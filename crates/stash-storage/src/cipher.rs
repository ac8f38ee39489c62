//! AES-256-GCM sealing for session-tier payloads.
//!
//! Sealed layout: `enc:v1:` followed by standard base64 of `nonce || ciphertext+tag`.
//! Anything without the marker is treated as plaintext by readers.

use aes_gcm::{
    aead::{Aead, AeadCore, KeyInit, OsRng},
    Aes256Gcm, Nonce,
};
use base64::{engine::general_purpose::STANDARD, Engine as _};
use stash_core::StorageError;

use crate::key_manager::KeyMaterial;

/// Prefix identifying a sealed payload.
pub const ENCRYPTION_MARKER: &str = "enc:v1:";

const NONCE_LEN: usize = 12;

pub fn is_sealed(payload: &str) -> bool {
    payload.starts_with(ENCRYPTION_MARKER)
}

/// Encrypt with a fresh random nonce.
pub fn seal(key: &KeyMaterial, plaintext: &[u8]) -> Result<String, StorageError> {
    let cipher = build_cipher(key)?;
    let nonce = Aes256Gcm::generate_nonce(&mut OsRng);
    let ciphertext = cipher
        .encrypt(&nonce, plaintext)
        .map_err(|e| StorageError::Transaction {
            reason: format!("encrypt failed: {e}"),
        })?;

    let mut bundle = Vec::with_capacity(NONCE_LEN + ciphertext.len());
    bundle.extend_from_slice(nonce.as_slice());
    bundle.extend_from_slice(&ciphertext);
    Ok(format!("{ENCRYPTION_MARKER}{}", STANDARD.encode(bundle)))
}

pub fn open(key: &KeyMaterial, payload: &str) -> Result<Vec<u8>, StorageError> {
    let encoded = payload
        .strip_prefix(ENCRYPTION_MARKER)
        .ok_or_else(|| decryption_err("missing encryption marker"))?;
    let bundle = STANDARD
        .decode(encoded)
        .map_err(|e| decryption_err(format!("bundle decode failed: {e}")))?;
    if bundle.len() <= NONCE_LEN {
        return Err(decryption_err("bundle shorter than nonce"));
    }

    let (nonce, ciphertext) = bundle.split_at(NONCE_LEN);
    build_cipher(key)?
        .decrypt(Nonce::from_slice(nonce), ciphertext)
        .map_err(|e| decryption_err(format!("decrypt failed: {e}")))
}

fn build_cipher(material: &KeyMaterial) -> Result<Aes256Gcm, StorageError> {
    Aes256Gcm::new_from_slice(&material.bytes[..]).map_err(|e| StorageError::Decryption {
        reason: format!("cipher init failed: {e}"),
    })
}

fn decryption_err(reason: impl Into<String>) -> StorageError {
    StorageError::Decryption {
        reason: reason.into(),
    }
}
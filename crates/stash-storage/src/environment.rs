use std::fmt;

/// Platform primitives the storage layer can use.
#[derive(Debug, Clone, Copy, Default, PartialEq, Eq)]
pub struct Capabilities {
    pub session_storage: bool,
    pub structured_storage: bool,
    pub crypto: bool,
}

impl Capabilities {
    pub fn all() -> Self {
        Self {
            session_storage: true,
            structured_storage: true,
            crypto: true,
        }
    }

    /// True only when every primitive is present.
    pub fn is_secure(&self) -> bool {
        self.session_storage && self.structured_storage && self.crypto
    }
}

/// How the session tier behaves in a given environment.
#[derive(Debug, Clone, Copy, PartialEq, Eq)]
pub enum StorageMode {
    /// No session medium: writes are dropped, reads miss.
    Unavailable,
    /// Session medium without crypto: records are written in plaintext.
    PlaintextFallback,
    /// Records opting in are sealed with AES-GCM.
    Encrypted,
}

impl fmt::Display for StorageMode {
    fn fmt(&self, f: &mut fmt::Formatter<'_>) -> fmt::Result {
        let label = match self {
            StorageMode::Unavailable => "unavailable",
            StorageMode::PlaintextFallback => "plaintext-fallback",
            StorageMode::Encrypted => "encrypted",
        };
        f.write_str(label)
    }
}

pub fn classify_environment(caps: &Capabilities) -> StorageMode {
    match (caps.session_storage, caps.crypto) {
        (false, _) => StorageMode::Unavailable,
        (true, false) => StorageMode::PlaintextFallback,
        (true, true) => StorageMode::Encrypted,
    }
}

### Task instructions
Apply a filter to the listing above so that only lines with "String" are kept, and copy those lines.

### Your response
pub fn seal(key: &KeyMaterial, plaintext: &[u8]) -> Result<String, StorageError> {
fn decryption_err(reason: impl Into<String>) -> StorageError {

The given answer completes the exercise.